------ MATERIAL TO PROCESS ------
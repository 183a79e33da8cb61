use e91_sim::prelude::*;
use rand::rngs::StdRng;
use rand::SeedableRng;

fn main() {
    println!("E91 Phase 1: CHSH verification");

    let mut rng = StdRng::from_entropy();
    let mut sampler = StateSampler;
    let config = ChshConfig { shots: 1024 };

    let report = verify_chsh(&config, &mut sampler, &mut rng).expect("valid configuration");

    for (pair, correlation) in CHSH_ANGLE_PAIRS.iter().zip(report.correlations.iter()) {
        println!(
            "  E(theta_A = {:>4.1}, theta_B = {:>4.1}) = {:+.4}",
            pair.0, pair.1, correlation
        );
    }
    println!("S = {:.4} (classical bound {})", report.s_value, CLASSICAL_BOUND);
    println!(
        "CHSH violation: {} (ideal Bell pair converges to 2*sqrt(2) = {:.4})",
        report.violation,
        2.0 * std::f64::consts::SQRT_2
    );
}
------
WHAT TO WORK ON: Copy only the lines in the listing that contain "correlation".

RESULT:
    for (pair, correlation) in CHSH_ANGLE_PAIRS.iter().zip(report.correlations.iter()) {
            pair.0, pair.1, correlation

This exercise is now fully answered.